Collected data:
Segment Open
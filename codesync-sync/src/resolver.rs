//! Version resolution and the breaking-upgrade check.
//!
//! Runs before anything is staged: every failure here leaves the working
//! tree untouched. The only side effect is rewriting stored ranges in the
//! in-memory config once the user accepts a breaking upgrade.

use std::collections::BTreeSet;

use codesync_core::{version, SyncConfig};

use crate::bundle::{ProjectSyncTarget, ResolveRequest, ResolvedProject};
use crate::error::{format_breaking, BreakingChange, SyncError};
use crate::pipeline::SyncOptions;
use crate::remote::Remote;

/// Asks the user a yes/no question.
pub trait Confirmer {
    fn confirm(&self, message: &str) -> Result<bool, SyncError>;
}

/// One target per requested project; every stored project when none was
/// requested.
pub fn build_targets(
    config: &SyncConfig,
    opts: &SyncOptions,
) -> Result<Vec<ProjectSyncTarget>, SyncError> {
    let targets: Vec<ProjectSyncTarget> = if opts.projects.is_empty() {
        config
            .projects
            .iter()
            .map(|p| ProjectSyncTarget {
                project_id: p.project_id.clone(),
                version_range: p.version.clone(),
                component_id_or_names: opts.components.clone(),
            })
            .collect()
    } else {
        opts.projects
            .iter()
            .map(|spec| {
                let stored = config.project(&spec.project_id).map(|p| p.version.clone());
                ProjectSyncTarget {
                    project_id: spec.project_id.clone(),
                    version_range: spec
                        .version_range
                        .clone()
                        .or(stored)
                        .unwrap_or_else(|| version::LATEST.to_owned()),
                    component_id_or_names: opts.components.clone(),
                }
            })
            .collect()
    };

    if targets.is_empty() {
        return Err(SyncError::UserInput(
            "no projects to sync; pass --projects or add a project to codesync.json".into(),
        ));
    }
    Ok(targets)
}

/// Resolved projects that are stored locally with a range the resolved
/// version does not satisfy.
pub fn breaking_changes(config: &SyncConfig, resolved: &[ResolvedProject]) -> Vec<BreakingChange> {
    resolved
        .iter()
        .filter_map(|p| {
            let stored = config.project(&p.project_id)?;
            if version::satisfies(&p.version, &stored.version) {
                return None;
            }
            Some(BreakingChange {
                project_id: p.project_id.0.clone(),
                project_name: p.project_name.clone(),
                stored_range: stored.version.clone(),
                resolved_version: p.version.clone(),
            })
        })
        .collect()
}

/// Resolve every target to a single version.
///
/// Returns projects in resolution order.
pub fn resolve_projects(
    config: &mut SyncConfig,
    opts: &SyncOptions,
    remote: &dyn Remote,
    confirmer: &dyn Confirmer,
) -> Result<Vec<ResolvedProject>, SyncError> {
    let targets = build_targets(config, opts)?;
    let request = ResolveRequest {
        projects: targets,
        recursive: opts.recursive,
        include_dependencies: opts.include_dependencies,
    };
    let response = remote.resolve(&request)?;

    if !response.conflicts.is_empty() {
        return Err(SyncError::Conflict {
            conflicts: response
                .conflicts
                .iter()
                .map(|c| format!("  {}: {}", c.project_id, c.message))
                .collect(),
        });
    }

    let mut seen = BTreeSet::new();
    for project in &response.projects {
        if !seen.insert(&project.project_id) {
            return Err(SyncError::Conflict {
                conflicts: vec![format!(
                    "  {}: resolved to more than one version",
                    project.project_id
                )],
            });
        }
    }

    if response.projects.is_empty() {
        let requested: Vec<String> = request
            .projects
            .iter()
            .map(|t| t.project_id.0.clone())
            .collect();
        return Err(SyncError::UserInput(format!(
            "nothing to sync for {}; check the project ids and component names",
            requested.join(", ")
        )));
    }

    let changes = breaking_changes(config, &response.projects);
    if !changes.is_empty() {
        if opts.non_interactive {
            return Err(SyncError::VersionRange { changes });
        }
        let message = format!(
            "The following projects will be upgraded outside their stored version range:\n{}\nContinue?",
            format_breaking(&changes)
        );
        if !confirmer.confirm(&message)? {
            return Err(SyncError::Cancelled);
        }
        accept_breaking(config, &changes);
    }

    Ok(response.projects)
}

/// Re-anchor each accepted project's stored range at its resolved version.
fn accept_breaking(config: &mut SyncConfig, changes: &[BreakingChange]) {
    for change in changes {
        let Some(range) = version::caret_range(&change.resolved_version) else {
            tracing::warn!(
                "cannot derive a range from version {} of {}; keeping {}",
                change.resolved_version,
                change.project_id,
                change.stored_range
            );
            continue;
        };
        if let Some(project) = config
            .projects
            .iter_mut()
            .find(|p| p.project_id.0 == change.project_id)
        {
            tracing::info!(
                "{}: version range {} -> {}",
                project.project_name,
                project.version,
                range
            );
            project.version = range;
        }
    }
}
Segment Closed
WHAT THIS TASK INVOLVES
Your answer should be the lines above, from the line containing "Ok(targets)" up to and including the line containing "let stored = config.project(&p.project_id)?;", reproduced exactly and with nothing else.

EXERCISE RESPONSE
    Ok(targets)
}

/// Resolved projects that are stored locally with a range the resolved
/// version does not satisfy.
pub fn breaking_changes(config: &SyncConfig, resolved: &[ResolvedProject]) -> Vec<BreakingChange> {
    resolved
        .iter()
        .filter_map(|p| {
            let stored = config.project(&p.project_id)?;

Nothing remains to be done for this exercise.